/KPMG_internship

Primary LanguageJupyter Notebook

KPMG_internship

3 datasets: Customer Demographic Customer Addresses Transactions data in the past 3 months

Module 1

Aim: Look through the client datasets and idetify data quality issues with it and propose strategies to mitigate these issues. The data quality dimesions used to evaluate the dataset are-

  1. Correct Values
  2. Values free from contradiction
  3. Values up to date
  4. Data items with value meta-data
  5. Duplicated records
  6. Null data

Summarized the analysis in a word document attached.

Module 2

Aim: Using the existing 3 datasets as a labelled dataset,recommend which of the 1000 new customers should be targeted to drive the most value for the organisation. Detailed approach-

  1. Understanding the data distributions
  2. Feature engineering
  3. Data transformations
  4. Modelling
  5. Results
  6. Interpretation and reporting.

The PowerPoint presentation includes a detailed approach for strategy behind each of the 3 phases- Data Exploration, Model Development and Interpretation

Module 3

Aim: Support the result of analysis plan with the use of visualisations.
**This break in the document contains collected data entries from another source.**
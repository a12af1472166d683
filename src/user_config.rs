// vimode Configuration
// Edit this file to customize the mode, then rebuild

use crate::config::{Config, ESCAPE_KEY, EXIT_KEY, SHIFT_WIDTH, TAB_WIDTH};

/// User configuration function
pub fn configure(config: &mut Config) {
    // Keybindings: each key behaves like the key it is bound to
    // Arrow keys (modern convenience)
    config.bind("Left", "h");
    config.bind("Right", "l");
    config.bind("Up", "k");
    config.bind("Down", "j");
    config.bind("Home", "0");
    config.bind("End", "$");

    // Classic vi aliases
    config.bind("SPC", "l");
    config.bind("BS", "h");
    config.bind("RET", "+");
    config.bind("C-n", "j");
    config.bind("C-p", "k");
    config.bind("C-h", "h");
    config.bind("DEL", "x");
    config.bind("Ins", "i");

    // =========================================================================
    // SETTINGS
    // =========================================================================
    config.set(ESCAPE_KEY, "ESC"); // Cancels a command, ends text input
    config.set(EXIT_KEY, "C-]"); // Leaves the mode
    config.set(SHIFT_WIDTH, 4i64); // Columns moved by > and <
    config.set(TAB_WIDTH, 8i64); // Display width of a tab
}

#[cfg(test)]
mod tests {
    use super::*;
    use crate::core::dispatcher::Dispatcher;
    use crate::core::input::Key;

    #[test]
    fn test_user_configuration_defaults() {
        let mut config = Config::default();
        configure(&mut config);

        assert_eq!(config.keybindings.get("Left"), Some(&"h".to_string()));
        assert_eq!(config.keybindings.get("RET"), Some(&"+".to_string()));
        assert_eq!(config.escape_key(), Key::Esc);
        assert_eq!(config.exit_key(), Key::Ctrl(']'));
        assert_eq!(config.shift_width(), 4);
        assert_eq!(config.tab_width(), 8);
    }

    #[test]
    fn test_every_binding_resolves() {
        let mut config = Config::default();
        configure(&mut config);
        let mut dispatcher = Dispatcher::new(&config);
        for (key, target) in &config.keybindings {
            assert!(dispatcher.bind(key, target), "{key} -> {target} did not resolve");
        }
    }
}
Used tableau to display the visulisations that summarizes- 1)What are the trends in the underlying data? 2)Which customer segment has the highest customer value? 3)What do you propose should be Sprocket Central Pty Ltd ’s marketing and growth strategy? 4)What additional external datasets may be useful to obtain greater insights into customer preferences and propensity to purchase the products?